WORK INSTRUCTION - The lines from the start of the data through the line containing "the same id." are to be reproduced exactly, both ends included.
***** DATA EXCERPTS *****
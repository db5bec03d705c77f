use axum::Json;
use serde::Serialize;
use utoipa::ToSchema;

#[derive(Debug, Clone, Serialize, ToSchema)]
pub struct PingResponse {
    pub message: String,
}

#[utoipa::path(
    get,
    path = "/api/test/ping",
    tag = "testing",
    responses(
        (status = 200, description = "Liveness probe", body = PingResponse)
    )
)]
pub async fn ping() -> Json<PingResponse> {
    Json(PingResponse {
        message: "ping".to_string(),
    })
}
use unicode_normalization::char::is_combining_mark;
use unicode_normalization::UnicodeNormalization;

/// Used when a title has no ASCII letters or digits at all.
pub const FALLBACK_SLUG: &str = "rezept";

pub const MAX_SLUG_LEN: usize = 64;

/// Lower-case ASCII slug of a title. Accented letters fold to their base
/// letter, every other run of characters outside `[a-z0-9]` becomes a single
/// hyphen.
pub fn slugify(title: &str) -> String {
    let folded = title
        .to_lowercase()
        .nfd()
        .filter(|c| !is_combining_mark(*c))
        .collect::<String>();

    let mut slug = String::with_capacity(folded.len());
    for c in folded.chars() {
        if c.is_ascii_lowercase() || c.is_ascii_digit() {
            slug.push(c);
        } else if !slug.ends_with('-') {
            slug.push('-');
        }
    }

    let slug: String = slug.trim_matches('-').chars().take(MAX_SLUG_LEN).collect();
    if slug.is_empty() {
        FALLBACK_SLUG.to_string()
    } else {
        slug
    }
}

/// Record id: slug plus the creation timestamp in milliseconds. Two creates
/// of the same title within one millisecond produce the same id.
pub fn recipe_id(title: &str, created_at_ms: i64) -> String {
    format!("{}-{}", slugify(title), created_at_ms)
}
*****
REPLY TO THE EXERCISE -
repository db5bec03d705c77f
use axum::Json;
use serde::Serialize;
use utoipa::ToSchema;

#[derive(Debug, Clone, Serialize, ToSchema)]
pub struct PingResponse {
    pub message: String,
}

#[utoipa::path(
    get,
    path = "/api/test/ping",
    tag = "testing",
    responses(
        (status = 200, description = "Liveness probe", body = PingResponse)
    )
)]
pub async fn ping() -> Json<PingResponse> {
    Json(PingResponse {
        message: "ping".to_string(),
    })
}
use unicode_normalization::char::is_combining_mark;
use unicode_normalization::UnicodeNormalization;

/// Used when a title has no ASCII letters or digits at all.
pub const FALLBACK_SLUG: &str = "rezept";

pub const MAX_SLUG_LEN: usize = 64;

/// Lower-case ASCII slug of a title. Accented letters fold to their base
/// letter, every other run of characters outside `[a-z0-9]` becomes a single
/// hyphen.
pub fn slugify(title: &str) -> String {
    let folded = title
        .to_lowercase()
        .nfd()
        .filter(|c| !is_combining_mark(*c))
        .collect::<String>();

    let mut slug = String::with_capacity(folded.len());
    for c in folded.chars() {
        if c.is_ascii_lowercase() || c.is_ascii_digit() {
            slug.push(c);
        } else if !slug.ends_with('-') {
            slug.push('-');
        }
    }

    let slug: String = slug.trim_matches('-').chars().take(MAX_SLUG_LEN).collect();
    if slug.is_empty() {
        FALLBACK_SLUG.to_string()
    } else {
        slug
    }
}

/// Record id: slug plus the creation timestamp in milliseconds. Two creates
/// of the same title within one millisecond produce the same id.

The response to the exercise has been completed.